Alors, je pense que les modèle mentaux, les états d’esprit et l’apprentissage en double boucle s’inscrivaient bien dans un développement au sens large de théories et de pratiques organisationnelles et ces concepts représentent un pas utile dans un cheminement qui se poursuit encore. Mais je pense qu’il est l’heure de passer à autre chose. Nous devons également reconnaître que l’implicite ne ut pas toujours être rendue explicite sans préjudice significatif, un thème sur lequel je reviendrai. Mais je pense que l’inconfort primal face à l’ambiguité explique en partie l’attrait des différentes recettes industrielles concoctées à partir des travaux de Dweck et d’autres, les sortant du contexte de l’éducation qui est sensible aux spécificités culturelles. Je dirais des choses similaires demain lorsque j’aborderai les théories de développement vertical et toute l’industrie autour des modèles de maturité.

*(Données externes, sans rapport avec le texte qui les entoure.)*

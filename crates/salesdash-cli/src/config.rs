// Copyright 2026 Phillip Cloud
// Licensed under the Apache License, Version 2.0

use anyhow::{Context, Result, anyhow, bail};
use salesdash_app::PageSize;
use serde::Deserialize;
use std::env;
use std::fs;
use std::path::{Path, PathBuf};
use std::time::Duration;

const CONFIG_VERSION: i64 = 1;
const DEFAULT_BASE_URL: &str = "http://localhost:8000";
const DEFAULT_SEED: u64 = 42;
const DEFAULT_LOG_LEVEL: &str = "info";

#[derive(Debug, Clone, Deserialize)]
pub struct Config {
    pub version: i64,
    #[serde(default)]
    pub api: Api,
    #[serde(default)]
    pub ui: Ui,
    #[serde(default)]
    pub demo: Demo,
    #[serde(default)]
    pub log: Log,
}

impl Default for Config {
    fn default() -> Self {
        Self {
            version: CONFIG_VERSION,
            api: Api::default(),
            ui: Ui::default(),
            demo: Demo::default(),
            log: Log::default(),
        }
    }
}

#[derive(Debug, Clone, Deserialize)]
pub struct Api {
    pub base_url: Option<String>,
    /// Unset means requests wait as long as the server takes.
    pub timeout: Option<String>,
}

impl Default for Api {
    fn default() -> Self {
        Self {
            base_url: Some(DEFAULT_BASE_URL.to_owned()),
            timeout: None,
        }
    }
}

#[derive(Debug, Clone, Deserialize)]
pub struct Ui {
    pub page_size: Option<u32>,
}

impl Default for Ui {
    fn default() -> Self {
        Self {
            page_size: Some(PageSize::default().get()),
        }
    }
}

#[derive(Debug, Clone, Default, Deserialize)]
pub struct Demo {
    pub data_file: Option<String>,
    pub seed: Option<u64>,
}

#[derive(Debug, Clone, Deserialize)]
pub struct Log {
    pub level: Option<String>,
    pub file: Option<String>,
}

impl Default for Log {
    fn default() -> Self {
        Self {
            level: Some(DEFAULT_LOG_LEVEL.to_owned()),
            file: None,
        }
    }
}

impl Config {
    pub fn default_path() -> Result<PathBuf> {
        if let Some(path) = env::var_os("SALESDASH_CONFIG_PATH") {
            return Ok(PathBuf::from(path));
        }

        let config_root = dirs::config_dir().ok_or_else(|| {
            anyhow!(
                "cannot resolve config directory; set SALESDASH_CONFIG_PATH to the config file"
            )
        })?;
        Ok(config_root.join(salesdash_db::APP_NAME).join("config.toml"))
    }

    pub fn load(path: &Path) -> Result<Self> {
        if !path.exists() {
            return Ok(Self::default());
        }

        let raw = fs::read_to_string(path)
            .with_context(|| format!("read config file {}", path.display()))?;
        let value: toml::Value = toml::from_str(&raw)
            .with_context(|| format!("parse TOML config {}", path.display()))?;

        let version = value
            .get("version")
            .and_then(toml::Value::as_integer)
            .ok_or_else(|| {
                anyhow!(
                    "config file {} has no version; add `version = 1` at the top",
                    path.display()
                )
            })?;
        if version != CONFIG_VERSION {
            bail!(
                "unsupported config version {} in {}; expected version = 1",
                version,
                path.display()
            );
        }

        let config: Config = value
            .try_into()
            .with_context(|| format!("decode config {}", path.display()))?;
        config.validate(path)?;
        Ok(config)
    }

    fn validate(&self, path: &Path) -> Result<()> {
        if let Some(base_url) = &self.api.base_url {
            let parsed = url_scheme(base_url);
            if !matches!(parsed, Some("http") | Some("https")) {
                bail!(
                    "api.base_url in {} must be an http(s) URL, got {:?}",
                    path.display(),
                    base_url
                );
            }
        }

        if let Some(timeout) = &self.api.timeout {
            let parsed = parse_duration(timeout)
                .with_context(|| format!("api.timeout in {}", path.display()))?;
            if parsed.is_zero() {
                bail!(
                    "api.timeout in {} must be positive, got {}",
                    path.display(),
                    timeout
                );
            }
        }

        if let Some(size) = self.ui.page_size
            && PageSize::from_value(size).is_none()
        {
            bail!(
                "ui.page_size in {} must be one of 1, 5, 10, got {}",
                path.display(),
                size
            );
        }

        if let Some(level) = &self.log.level
            && level.trim().is_empty()
        {
            bail!(
                "log.level in {} must not be empty; use a filter such as {:?} or {:?}",
                path.display(),
                "info",
                "salesdash_app=debug"
            );
        }

        Ok(())
    }

    pub fn base_url(&self) -> &str {
        self.api
            .base_url
            .as_deref()
            .unwrap_or(DEFAULT_BASE_URL)
            .trim_end_matches('/')
    }

    pub fn timeout(&self) -> Result<Option<Duration>> {
        self.api.timeout.as_deref().map(parse_duration).transpose()
    }

    pub fn page_size(&self) -> PageSize {
        self.ui
            .page_size
            .and_then(PageSize::from_value)
            .unwrap_or_default()
    }

    pub fn demo_data_file(&self) -> Option<PathBuf> {
        self.demo.data_file.as_deref().map(PathBuf::from)
    }

    pub fn demo_seed(&self) -> u64 {
        self.demo.seed.unwrap_or(DEFAULT_SEED)
    }

    pub fn log_level(&self) -> &str {
        self.log.level.as_deref().unwrap_or(DEFAULT_LOG_LEVEL)
    }

    pub fn log_file(&self) -> Option<PathBuf> {
        self.log.file.as_deref().map(PathBuf::from)
    }

    pub fn example_config(path: &Path) -> String {
        format!(
            "# salesdash config\n# Place this file at: {}\n\nversion = 1\n\n[api]\nbase_url = \"{}\"\n# Optional. <N>ms, <N>s or <N>m; requests never time out when unset\n# timeout = \"30s\"\n\n[ui]\n# One of 1, 5, 10\npage_size = {}\n\n[demo]\n# Optional. JSON document of the form {{\"salesReps\": [...]}} loaded by --demo\n# data_file = \"/absolute/path/to/dummyData.json\"\nseed = {}\n\n[log]\n# Overridden by SALESDASH_LOG or RUST_LOG\nlevel = \"{}\"\n# Optional. Default is the platform data dir (for example ~/.local/share/salesdash/salesdash.log)\n# file = \"/absolute/path/to/salesdash.log\"\n",
            path.display(),
            DEFAULT_BASE_URL,
            PageSize::default().get(),
            DEFAULT_SEED,
            DEFAULT_LOG_LEVEL,
        )
    }
}

fn url_scheme(raw: &str) -> Option<&str> {
    let (scheme, rest) = raw.split_once("://")?;
    if rest.is_empty() {
        return None;
    }
    Some(scheme)
}

fn parse_duration(raw: &str) -> Result<Duration> {
    if let Some(value) = raw.strip_suffix("ms") {
        let millis: u64 = value
            .parse()
            .with_context(|| format!("invalid timeout duration {raw:?}"))?;
        return Ok(Duration::from_millis(millis));
    }
    if let Some(value) = raw.strip_suffix('s') {
        let secs: u64 = value
            .parse()
            .with_context(|| format!("invalid timeout duration {raw:?}"))?;
        return Ok(Duration::from_secs(secs));
    }
    if let Some(value) = raw.strip_suffix('m') {
        let mins: u64 = value
            .parse()
            .with_context(|| format!("invalid timeout duration {raw:?}"))?;
        return Ok(Duration::from_secs(mins * 60));
    }

    bail!("invalid duration {raw:?}; use one of: <N>ms, <N>s, <N>m (for example 500ms or 10s)")
}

Je pense également qu’une bonne partie des travaux était bien intentionné est progressiste pour l’époque. Personne n’objecterait contre l’idée qu’il faut motivé les enfants, les athlètes etc. afin de développer leur confiance en soi et la capacité à surmonter les obstacles. Les travaux de Dweck en particulier donnent plus raison à l’acquis plutôt que l’inné dans cet éternel débat. L’attractivité idéologique de cela est intéressante. Pour les progressistes, cela veut dire que nous sommes tous créés égaux, mais ce message est facilement déformé (et il l’a été) afin de jeter la faute sur l’individu ou lui attribuer la responsabilité. Il est bien trop facile de passer de l’encouragement à l’accusation et lorsque ton initiative chérie (Agile ou autre) vient juste de tomber victime de la culture organisationnelle (et c’est le cas pour la plupart) la tentation est terrible d’accuser les gens de ne pas avoir le bon état d’esprit ou les bons modèles mentaux plutôt qu’admettre que votre programme n’était pas le bon tout simplement. Cette tentation semble être proportionnelle à l’enthousiasme du ou des partisan(s) du changement.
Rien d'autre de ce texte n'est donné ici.